Items from a dataset:
════

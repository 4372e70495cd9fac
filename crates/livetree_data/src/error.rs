//! Error types for the data model.

use thiserror::Error;

/// Result type for data model operations.
pub type DataResult<T> = Result<T, DataError>;

/// Errors raised when a value, key or priority cannot be represented.
#[derive(Error, Debug, Clone, PartialEq)]
pub enum DataError {
    /// A key or path segment is not allowed.
    #[error("invalid key {key:?}: {reason}")]
    InvalidKey {
        /// Offending key.
        key: String,
        /// Why it was rejected.
        reason: String,
    },

    /// A number is NaN or infinite.
    #[error("invalid number {0}: numbers must be finite")]
    InvalidNumber(f64),

    /// A priority value has an unsupported type.
    #[error("invalid priority: {0}")]
    InvalidPriority(String),

    /// The payload nests deeper than allowed.
    #[error("value nests deeper than {limit} levels")]
    TooDeep {
        /// Configured depth limit.
        limit: usize,
    },

    /// Structurally malformed payload.
    #[error("invalid value: {0}")]
    InvalidValue(String),
}

impl DataError {
    /// Creates an invalid key error.
    pub fn invalid_key(key: impl Into<String>, reason: impl Into<String>) -> Self {
        Self::InvalidKey {
            key: key.into(),
            reason: reason.into(),
        }
    }

    /// Creates an invalid value error.
    pub fn invalid_value(message: impl Into<String>) -> Self {
        Self::InvalidValue(message.into())
    }
}
//! Listener registrations and event delivery.
//!
//! Registrations are grouped into views, one per (path, query) pair. Each
//! view caches what its listeners last saw, so that after a mutation only
//! the difference is delivered. A view exists exactly as long as it has
//! registrations, and the authority is asked to stream a location for as
//! long as a view exists for it.
//!
//! Delivery goes through the configured [`Dispatcher`]: every job for one
//! mutation is submitted before the next mutation is processed, and the
//! dispatcher preserves submission order.

use crate::dispatcher::Dispatcher;
use crate::error::SyncError;
use crate::events::{diff, initial_events, Event, EventKind};
use livetree_data::{Node, Path, QueryParams};
use std::collections::BTreeMap;
use std::fmt;
use std::sync::atomic::{AtomicU64, Ordering};
use std::sync::Arc;
use tracing::{debug, trace};

static NEXT_HANDLE: AtomicU64 = AtomicU64::new(1);

/// Identifies a listener registration.
///
/// Handles are unique within the process and never reused.
#[derive(Debug, Clone, Copy, PartialEq, Eq, Hash, PartialOrd, Ord)]
pub struct ListenerHandle(u64);

impl ListenerHandle {
    pub(crate) fn next() -> Self {
        Self(NEXT_HANDLE.fetch_add(1, Ordering::Relaxed))
    }

    /// Numeric value of the handle.
    pub fn id(&self) -> u64 {
        self.0
    }
}

impl fmt::Display for ListenerHandle {
    fn fmt(&self, f: &mut fmt::Formatter<'_>) -> fmt::Result {
        write!(f, "listener-{}", self.0)
    }
}

/// Callback receiving events.
pub type EventCallback = Arc<dyn Fn(Event) + Send + Sync>;

/// Callback told, once, that a registration was revoked.
pub type CancelCallback = Box<dyn FnOnce(SyncError) + Send>;

/// The location and constraints a view observes.
#[derive(Debug, Clone, PartialEq, Eq, Hash, PartialOrd, Ord)]
pub struct ViewKey {
    /// Observed location.
    pub path: Path,
    /// Constraints.
    pub query: QueryParams,
}

pub(crate) struct Registration {
    pub(crate) handle: ListenerHandle,
    pub(crate) kind: EventKind,
    pub(crate) callback: EventCallback,
    pub(crate) cancel: Option<CancelCallback>,
    pub(crate) once: bool,
}

struct View {
    cache: Node,
    registrations: Vec<Registration>,
}

/// All active registrations, grouped by view.
pub(crate) struct ListenerRegistry {
    views: BTreeMap<ViewKey, View>,
    dispatcher: Arc<dyn Dispatcher>,
}

impl ListenerRegistry {
    pub(crate) fn new(dispatcher: Arc<dyn Dispatcher>) -> Self {
        Self {
            views: BTreeMap::new(),
            dispatcher,
        }
    }

    /// Adds a registration and delivers its initial events from `current`,
    /// the unfiltered merged value at the view's path.
    ///
    /// Returns true if this created the view.
    pub(crate) fn register(&mut self, key: ViewKey, registration: Registration, current: &Node) -> bool {
        let created = !self.views.contains_key(&key);
        let view = self.views.entry(key.clone()).or_insert_with(|| View {
            cache: key.query.filter(current),
            registrations: Vec::new(),
        });
        debug!(handle = %registration.handle, path = %key.path, query = %key.query, kind = %registration.kind, "listener registered");

        let events = initial_events(registration.kind, &key.path, &view.cache);
        let delivered = deliver(self.dispatcher.as_ref(), &registration, &events);
        if !(registration.once && delivered) {
            view.registrations.push(registration);
        }
        if view.registrations.is_empty() {
            self.views.remove(&key);
            return false;
        }
        created
    }

    /// Removes one registration. Returns the view key if the view closed.
    pub(crate) fn unregister(&mut self, handle: ListenerHandle) -> Option<ViewKey> {
        let key = self
            .views
            .iter()
            .find(|(_, view)| view.registrations.iter().any(|r| r.handle == handle))
            .map(|(key, _)| key.clone())?;
        let view = self.views.get_mut(&key)?;
        view.registrations.retain(|r| r.handle != handle);
        debug!(%handle, path = %key.path, "listener removed");
        if view.registrations.is_empty() {
            self.views.remove(&key);
            Some(key)
        } else {
            None
        }
    }

    /// Removes every registration at `path`, whatever its query. Returns
    /// the closed views.
    pub(crate) fn unregister_all(&mut self, path: &Path) -> Vec<ViewKey> {
        let closed: Vec<ViewKey> = self
            .views
            .keys()
            .filter(|key| &key.path == path)
            .cloned()
            .collect();
        for key in &closed {
            self.views.remove(key);
        }
        debug!(%path, views = closed.len(), "all listeners removed");
        closed
    }

    /// Recomputes every view overlapping `changed` and delivers the
    /// differences. `read` returns the unfiltered merged value at a path.
    pub(crate) fn refresh(&mut self, changed: &Path, read: impl Fn(&Path) -> Node) -> Vec<ViewKey> {
        let mut closed = Vec::new();
        for (key, view) in self.views.iter_mut() {
            if !key.path.overlaps(changed) {
                continue;
            }
            let updated = key.query.filter(&read(&key.path));
            let events = diff(&key.path, &view.cache, &updated);
            view.cache = updated;
            if events.is_empty() {
                continue;
            }
            trace!(path = %key.path, query = %key.query, events = events.len(), "delivering events");
            view.registrations.retain(|registration| {
                let delivered = deliver(self.dispatcher.as_ref(), registration, &events);
                !(registration.once && delivered)
            });
            if view.registrations.is_empty() {
                closed.push(key.clone());
            }
        }
        for key in &closed {
            self.views.remove(key);
        }
        closed
    }

    /// Drops a view, telling each of its listeners once.
    pub(crate) fn revoke(&mut self, key: &ViewKey, error: SyncError) -> bool {
        let Some(view) = self.views.remove(key) else {
            return false;
        };
        debug!(path = %key.path, query = %key.query, listeners = view.registrations.len(), %error, "listen revoked");
        for registration in view.registrations {
            if let Some(cancel) = registration.cancel {
                let error = error.clone();
                self.dispatcher.dispatch(Box::new(move || cancel(error)));
            }
        }
        true
    }

    /// Keys of every open view.
    pub(crate) fn keys(&self) -> Vec<ViewKey> {
        self.views.keys().cloned().collect()
    }

    pub(crate) fn listener_count(&self) -> usize {
        self.views.values().map(|v| v.registrations.len()).sum()
    }
}

/// Hands the events matching a registration to the dispatcher. A `once`
/// registration receives at most one. Returns true if anything was sent.
fn deliver(dispatcher: &dyn Dispatcher, registration: &Registration, events: &[Event]) -> bool {
    let mut delivered = false;
    for event in events.iter().filter(|e| e.kind == registration.kind) {
        let callback = Arc::clone(&registration.callback);
        let event = event.clone();
        dispatcher.dispatch(Box::new(move || callback(event)));
        delivered = true;
        if registration.once {
            break;
        }
    }
    delivered
}
//! Read-only views of tree data, and the mutable view given to transactions.

use crate::error::SyncResult;
use livetree_data::{
    node_export, node_from_json, node_to_json, Node, Path, Priority, DEFAULT_MAX_DEPTH,
};
use serde_json::Value;

/// An immutable copy of the data at a location.
#[derive(Debug, Clone, PartialEq)]
pub struct DataSnapshot {
    path: Path,
    node: Node,
}

impl DataSnapshot {
    /// Creates a snapshot.
    pub fn new(path: Path, node: Node) -> Self {
        Self { path, node }
    }

    /// Location of the data.
    pub fn path(&self) -> &Path {
        &self.path
    }

    /// Last path segment, `None` at the root.
    pub fn name(&self) -> Option<&str> {
        self.path.name()
    }

    /// The data as a tree.
    pub fn node(&self) -> &Node {
        &self.node
    }

    /// Consumes the snapshot, returning the tree.
    pub fn into_node(self) -> Node {
        self.node
    }

    /// Plain JSON, without priorities. Absent data is `null`.
    pub fn value(&self) -> Value {
        node_to_json(&self.node)
    }

    /// JSON including `.priority` and `.value` keys.
    pub fn export(&self) -> Value {
        node_export(&self.node)
    }

    /// Priority of the node.
    pub fn priority(&self) -> &Priority {
        self.node.priority()
    }

    /// Returns true if data exists at this location.
    pub fn exists(&self) -> bool {
        !self.node.is_empty()
    }

    /// Snapshot of a descendant, addressed by a relative slash path.
    pub fn child(&self, path: &str) -> SyncResult<DataSnapshot> {
        let relative = Path::parse(path)?;
        Ok(DataSnapshot {
            path: self.path.join(&relative),
            node: self.node.get(&relative).clone(),
        })
    }

    /// Returns true if a descendant exists at the relative path.
    pub fn has_child(&self, path: &str) -> bool {
        Path::parse(path).is_ok_and(|p| !self.node.get(&p).is_empty())
    }

    /// Number of direct children.
    pub fn children_count(&self) -> usize {
        self.node.child_count()
    }

    /// Direct children in priority order.
    pub fn children(&self) -> Vec<DataSnapshot> {
        self.node
            .ordered_children()
            .into_iter()
            .map(|(name, child)| DataSnapshot::new(self.path.child_key(name), child.clone()))
            .collect()
    }
}

/// The value a transaction transform reads and replaces.
#[derive(Debug, Clone, PartialEq)]
pub struct MutableData {
    path: Path,
    node: Node,
}

impl MutableData {
    pub(crate) fn new(path: Path, node: Node) -> Self {
        Self { path, node }
    }

    /// Location of the data.
    pub fn path(&self) -> &Path {
        &self.path
    }

    /// Current data as a tree.
    pub fn node(&self) -> &Node {
        &self.node
    }

    /// Current data as plain JSON.
    pub fn value(&self) -> Value {
        node_to_json(&self.node)
    }

    /// Current priority.
    pub fn priority(&self) -> &Priority {
        self.node.priority()
    }

    /// Number of direct children.
    pub fn children_count(&self) -> usize {
        self.node.child_count()
    }

    /// Copy of a descendant, addressed by a relative slash path.
    pub fn child(&self, path: &str) -> SyncResult<MutableData> {
        let relative = Path::parse(path)?;
        Ok(MutableData {
            path: self.path.join(&relative),
            node: self.node.get(&relative).clone(),
        })
    }

    /// Replaces the value, keeping the current priority.
    pub fn set_value(&mut self, value: &Value) -> SyncResult<()> {
        let priority = self.node.priority().clone();
        self.node = node_from_json(value)?.with_priority(priority);
        Ok(())
    }

    /// Replaces the value at a relative path.
    pub fn set_child_value(&mut self, path: &str, value: &Value) -> SyncResult<()> {
        let relative = Path::parse(path)?;
        let node = std::mem::take(&mut self.node);
        self.node = node.with_path(&relative, node_from_json(value)?);
        Ok(())
    }

    /// Replaces the whole tree, rejecting nodes the importer would refuse.
    pub fn set_node(&mut self, node: Node) -> SyncResult<()> {
        node.validate(DEFAULT_MAX_DEPTH)?;
        self.node = node;
        Ok(())
    }

    /// Changes the priority. Has no effect on absent data.
    pub fn set_priority(&mut self, priority: impl Into<Priority>) -> SyncResult<()> {
        let priority = priority.into();
        priority.validate()?;
        let node = std::mem::take(&mut self.node);
        self.node = node.with_priority(priority);
        Ok(())
    }

    pub(crate) fn into_node(self) -> Node {
        self.node
    }
}

/// What a transaction transform decided.
#[derive(Debug, Clone, PartialEq)]
pub enum TransactionResult {
    /// Write this data.
    Success(MutableData),
    /// Stop without writing.
    Abort,
}

/// Final outcome of a transaction that was not aborted by an error.
#[derive(Debug, Clone, PartialEq)]
pub struct TransactionOutcome {
    /// True if the transform's result was accepted by the authority.
    pub committed: bool,
    /// Data at the location once the transaction finished.
    pub snapshot: DataSnapshot,
}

════

WHAT NEEDS TO BE DONE ::
The answer needed is a single number: how many lines in the records above hold the string "SyncError". Please write nothing else.

TASK ANSWER ::
3